Tuesday, May 7, 2013

Sponsored Post: 1080p vs. 720p: Comparing HDTV Video Display Formats

If you’re in the market for a new flat-screen TV, the video display format is most likely one of your main considerations. The two major formats -- 1080p and 720p share many similarities, but there are subtle differences you should understand before deciding what kind of TV to buy. Check out the information below to get a better understanding of these two formats before you make a purchase.

What’s the difference?

The main element 1080p and 780p share is that they’re both progressive display formats. This is what the “p” stands for in their names. Progressive display means that all the pixels are working together to create each frame of video. Interlaced technology, on the other hand, uses even and odd horizontal rows of pixels to create every other frame.

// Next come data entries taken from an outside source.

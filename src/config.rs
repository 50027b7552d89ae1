use serde::{Deserialize, Serialize};
use std::fs;
use std::path::{Path, PathBuf};
use std::time::Duration;
use thiserror::Error;

#[derive(Debug, Error)]
pub enum ConfigError {
    #[error("failed to access config file: {0}")]
    Io(#[from] std::io::Error),
    #[error("invalid config: {0}")]
    Parse(#[from] ron::error::SpannedError),
    #[error("failed to serialize config: {0}")]
    Serialize(#[from] ron::Error),
}

/// How the session talks to the predictor. Fixed for a session.
#[derive(Debug, Clone, Copy, PartialEq, Eq, Serialize, Deserialize)]
pub enum TransportMode {
    /// One HTTP request per flushed phrase.
    Request,
    /// Every key event is forwarded over a persistent websocket.
    Streaming,
}

#[derive(Debug, Clone, PartialEq, Serialize, Deserialize)]
#[serde(default)]
pub struct SessionConfig {
    pub mode: TransportMode,
    pub predictor_url: String,
    pub stream_url: String,
    pub request_timeout_ms: u64,
    pub debounce_ms: u64,
    pub long_phrase_ms: u64,
    /// Seconds added to "now" before placing predicted notes.
    pub latency_offset: f64,
    /// Seconds
    pub min_additional: f64,
    /// Seconds
    pub max_additional: f64,
    pub player_velocity: u8,
    pub export_dir: PathBuf,
    /// Substring of the MIDI input port name; first port when unset.
    pub midi_input: Option<String>,
    /// Substring of the MIDI output port name; no MIDI output when unset.
    pub midi_output: Option<String>,
}

impl Default for SessionConfig {
    fn default() -> Self {
        Self {
            mode: TransportMode::Request,
            predictor_url: "http://127.0.0.1:8080/vae-genre".into(),
            stream_url: "ws://127.0.0.1:8080/socket.io/?EIO=4&transport=websocket".into(),
            request_timeout_ms: 10_000,
            debounce_ms: 600,
            long_phrase_ms: 6_000,
            latency_offset: 0.05,
            min_additional: 1.0,
            max_additional: 8.0,
            player_velocity: 100,
            export_dir: PathBuf::from("."),
            midi_input: None,
            midi_output: None,
        }
    }
}

impl SessionConfig {
    pub fn request_timeout(&self) -> Duration {
        Duration::from_millis(self.request_timeout_ms)
    }

    pub fn debounce(&self) -> Duration {
        Duration::from_millis(self.debounce_ms)
    }

    pub fn long_phrase(&self) -> Duration {
        Duration::from_millis(self.long_phrase_ms)
    }

    pub fn save(&self, path: &Path) -> Result<(), ConfigError> {
        if let Some(parent) = path.parent() {
            fs::create_dir_all(parent)?;
        }
        let ron_string = ron::ser::to_string_pretty(self, ron::ser::PrettyConfig::default())?;
        fs::write(path, ron_string)?;
        Ok(())
    }

    pub fn load(path: &Path) -> Result<Self, ConfigError> {
        let ron_string = fs::read_to_string(path)?;
        let config: SessionConfig = ron::from_str(&ron_string)?;
        Ok(config)
    }
}

#[cfg(test)]
mod tests {
    use super::*;

    #[test]
    fn missing_fields_take_defaults() {
        let config: SessionConfig = ron::from_str("(mode: Streaming, debounce_ms: 250)").unwrap();
        assert_eq!(config.mode, TransportMode::Streaming);
        assert_eq!(config.debounce(), Duration::from_millis(250));
        assert_eq!(config.long_phrase(), Duration::from_secs(6));
        assert_eq!(config.latency_offset, 0.05);
    }

    #[test]
    fn save_then_load() {
        let dir = tempfile::tempdir().unwrap();
        let path = dir.path().join("duet.ron");
        let config = SessionConfig {
            midi_output: Some("IAC".into()),
            ..SessionConfig::default()
        };
        config.save(&path).unwrap();
        assert_eq!(SessionConfig::load(&path).unwrap(), config);
    }
}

1080p: A 1080p HDTV is 1,920 by 1,080 pixels. This means there are 1,920 pixels displayed horizontally and 1,080 displayed vertically, resulting in 1,080 lines on the screen displayed progressively.

720p: Along the same lines, a 720p HDTV is 1,280 by 720 pixels, with 1,280 pixels displayed vertically and 720 displayed horizontally.

The main difference is the number of pixels that go into producing the image. The greater the number of pixels, the greater the image quality. With 720p, about one million pixels make up the image, while with 1080p, approximately two million pixels make up the image. This means that the image detail coming from a 1080p HDTV is far greater than a 720p, making it the most detailed high-definition image currently available to consumers.

The case for 720p

It may seem like a no-brainer to go with 1080p based on its superior image quality, but it’s important to note that the majority of TV programming is not broadcast in 1080p. This means that if you purchase a 1080p HDTV, the image won’t necessarily be displayed at that quality, but instead scaled to 1080p with the resolution kept at the 720p level. So, if most of what you’re watching will be displayed in 720p, why not just buy a 720p HDTV?

The case for 1080p

Apart from the obvious advantage of superior image quality, 1080p reigns supreme when it comes to Blu-ray and video game quality. Unlike television broadcasts, Blu-ray discs and most video games are formatted in 1080p. So, if most of your TV time is spent watching movies or gaming, a 1080p HDTV might be the right choice for you.

The verdict

When choosing between these two formats, it all comes down to your viewing habits, preferences and price range. If you’ll mainly be watching broadcast television on a screen less than 40 inches, a 720p HDTV is a great choice. But, if you want larger screen viewing for Blu-ray DVDs or gaming and have some extra money to spend, 1080p will be worth the price for the advanced quality.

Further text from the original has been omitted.